* Requirement: From the first line through the one containing "into the session's", restate the listing word for word, and give no other lines.

* Entries shown:

※

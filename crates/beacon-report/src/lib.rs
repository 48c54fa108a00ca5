//! beacon-report — delivery of health samples to the management plane.
//!
//! A [`Deliver`] implementation sends one sample per call. Failures never
//! come back to the caller: they are pushed into the session's
//! [`ResultSink`] as a [`ResultEvent`](beacon_core::ResultEvent).

pub mod management;

pub use management::{ManagementClient, StatusReport};

use std::future::Future;
use std::pin::Pin;

use beacon_core::{Deadline, HealthSample, ResultSink, SessionId, TargetConfig};

/// Boxed future returned by [`Deliver::deliver`].
pub type DeliverFuture<'a> = Pin<Box<dyn Future<Output = ()> + Send + 'a>>;

/// Delivers one sample, tagged with the session identity and agent name.
pub trait Deliver: Send + Sync {
    fn deliver<'a>(
        &'a self,
        deadline: &'a Deadline,
        results: &'a ResultSink,
        target: &'a TargetConfig,
        sample: HealthSample,
        session_id: &'a SessionId,
        agent_name: Option<&'a str>,
    ) -> DeliverFuture<'a>;
}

※

* Answer for the task:
filename crates/beacon-report/src/lib.rs
repository 48c54fa108a00ca5
//! beacon-report — delivery of health samples to the management plane.
//!
//! A [`Deliver`] implementation sends one sample per call. Failures never
//! come back to the caller: they are pushed into the session's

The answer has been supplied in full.